A Soluble Pyropheophorbide a Cleavage Enzyme in Broccoli (Brassica oleracea L.) Flower Buds

Acetone powder extracts (APE) prepared from broccoli flower buds, contained a soluble pyropheophorbide a cleavage enzyme. The enzyme catalyses pyropheophorbide a cleavage in the presence of H2O2 and p-coumaric acid (PCA). The optimum pH was 5.0 with an acetate buffer. Linearity between the rate of the cleavage and protein concentration range from 0a450μg protein per 3.0 ml of the reaction mixture. The Km for the pyropheophorbide a, PCA and H2O2 was ca. 10.6μM, ca. 382μM, and ca. 352μM, respectively. The enzymatic cleavage of pyropheophorbide a was inhibited by ascorbate, n-propyl gallate, tiron, potassium cyanide (KCN) and hydroquinone.

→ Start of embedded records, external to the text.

//! hashcash: mint and verify proof-of-work stamps from the command line.

mod config;

use std::path::PathBuf;
use std::process::ExitCode;
use std::time::Instant;

use clap::Parser;

use hashcash_crypto::{decode_counter, fingerprint};
use hashcash_store_lmdb::{check_integrity, LmdbEnvironment};
use hashcash_types::Stamp;
use hashcash_utils::{format_duration, format_rate, LogFormat};
use hashcash_work::{score, ExactResource, Minter, StampGenerator, Verifier};

use crate::config::{FileConfig, Overrides, Settings};

#[derive(Parser)]
#[command(name = "hashcash", version, about = "Mint and verify hashcash stamps")]
struct Cli {
    /// Path to a TOML configuration file. If provided, file settings
    /// are used as the base; CLI flags and env vars override them.
    #[arg(long, global = true, env = "HASHCASH_CONFIG")]
    config: Option<PathBuf>,

    /// Directory of the spent-stamp ledger.
    #[arg(long, global = true, env = "HASHCASH_DATA_DIR")]
    data_dir: Option<PathBuf>,

    /// Required leading zero bits.
    #[arg(long, global = true, env = "HASHCASH_BITS")]
    bits: Option<u32>,

    /// Oldest accepted stamp age, in seconds.
    #[arg(long, global = true, env = "HASHCASH_MAX_AGE_SECS")]
    max_age_secs: Option<u64>,

    /// How far in the future a stamp may be dated, in seconds.
    #[arg(long, global = true, env = "HASHCASH_FUTURE_SKEW_SECS")]
    future_skew_secs: Option<u64>,

    /// Log level: "trace", "debug", "info", "warn", "error".
    #[arg(long, global = true, default_value = "warn", env = "HASHCASH_LOG_LEVEL")]
    log_level: String,

    /// Log output format: "human" or "json".
    #[arg(long, global = true, default_value_t = LogFormat::Human, env = "HASHCASH_LOG_FORMAT")]
    log_format: LogFormat,

    #[command(subcommand)]
    command: Command,
}

#[derive(clap::Subcommand)]
enum Command {
    /// Mint a stamp for a resource and print it.
    Mint {
        /// Resource to stamp, e.g. an email address.
        #[arg(long)]
        resource: String,

        /// Give up after this many attempts (per worker with --parallel).
        #[arg(long, default_value_t = u64::MAX)]
        max_attempts: u64,

        /// Search on all CPU cores.
        #[arg(long)]
        parallel: bool,
    },

    /// Verify a stamp and record it as spent.
    Verify {
        stamp: String,

        /// Only accept stamps for exactly this resource.
        #[arg(long)]
        resource: Option<String>,
    },

    /// Print a stamp's leading zero bits and fingerprint.
    Score { stamp: String },

    /// Drop ledger entries that can no longer pass the timestamp check.
    Prune,
}

fn main() -> anyhow::Result<ExitCode> {
    let cli = Cli::parse();
    hashcash_utils::init_logging(cli.log_format, &cli.log_level);

    let file_config = match cli.config {
        Some(ref path) => FileConfig::load(path)?,
        None => FileConfig::default(),
    };
    let settings = Settings::merge(
        file_config,
        Overrides {
            bits: cli.bits,
            max_age_secs: cli.max_age_secs,
            future_skew_secs: cli.future_skew_secs,
            data_dir: cli.data_dir,
        },
    )?;

    match cli.command {
        Command::Mint {
            resource,
            max_attempts,
            parallel,
        } => mint(&settings, &resource, max_attempts, parallel),
        Command::Verify { stamp, resource } => verify(&settings, &stamp, resource),
        Command::Score { stamp } => {
            println!("bits: {}", score(&stamp));
            println!("fingerprint: {}", fingerprint(&stamp));
            if let Ok(parsed) = Stamp::parse(&stamp) {
                println!("claimed: {}", parsed.bits);
                if let Some(counter) = decode_counter(&parsed.counter) {
                    println!("counter: {counter}");
                }
            }
            Ok(ExitCode::SUCCESS)
        }
        Command::Prune => prune(&settings),
    }
}

fn mint(
    settings: &Settings,
    resource: &str,
    max_attempts: u64,
    parallel: bool,
) -> anyhow::Result<ExitCode> {
    let started = Instant::now();
    let result = if parallel {
        StampGenerator.generate(resource, &settings.hashcash, max_attempts)
    } else {
        let mut minter = Minter::new(resource, &settings.hashcash)?;
        let result = minter.mint(max_attempts);
        tracing::info!(
            attempts = minter.attempts(),
            rate = %format_rate(minter.attempts(), started.elapsed()),
            "search finished"
        );
        result
    };

    match result {
        Ok(stamp) => {
            tracing::info!(
                bits = settings.hashcash.bits,
                elapsed = %format_duration(started.elapsed()),
                "minted stamp"
            );
            println!("{stamp}");
            Ok(ExitCode::SUCCESS)
        }
        Err(e) => {
            eprintln!("mint failed: {e}");
            Ok(ExitCode::FAILURE)
        }
    }
}

fn verify(settings: &Settings, stamp: &str, resource: Option<String>) -> anyhow::Result<ExitCode> {
    let env = LmdbEnvironment::open(&settings.data_dir, settings.map_size)?;
    let mut verifier = Verifier::new(settings.hashcash.clone(), env.spent_store())?;
    if let Some(resource) = resource {
        verifier = verifier.with_policy(ExactResource::new(resource));
    }

    match verifier.verify(stamp) {
        Ok(accepted) => {
            println!("accepted: {} ({})", accepted.resource, fingerprint(stamp));
            Ok(ExitCode::SUCCESS)
        }
        Err(e) if e.is_rejection() => {
            eprintln!("rejected: {e}");
            Ok(ExitCode::FAILURE)
        }
        Err(e) => Err(e.into()),
    }
}

fn prune(settings: &Settings) -> anyhow::Result<ExitCode> {
    let env = LmdbEnvironment::open(&settings.data_dir, settings.map_size)?;

    let report = check_integrity(&env)?;
    if !report.is_healthy() {
        for error in &report.errors {
            eprintln!("integrity: {error}");
        }
        anyhow::bail!(
            "ledger at {} failed its integrity check, not pruning",
            settings.data_dir.display()
        );
    }

    let cutoff = settings.hashcash.retention_cutoff(chrono::Utc::now());
    let store = env.spent_store();
    let removed = store.prune_before(cutoff)?;
    println!("pruned {removed} of {} entries", report.total_entries);
    Ok(ExitCode::SUCCESS)
}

We confirmed that the enzymatic cleavage of pyropheophorbide a is involved with free radicals. The cleavage by PCA-H2O2-APE was accompanied by the opening of the chlorophyll-ring and a decrease in the red and Soret bands of the UV/VIS differential spectrum of the reaction mixture. These results indicate that the peroxidase-catalysed oxidative cleavage reaction systems of pyropheophorbide a participate in the pyropheophorbide a degradation process in broccoli flower buds. Moreover, ethylene-induced chlorophyll catabolism in broccoli flower buds is discussed.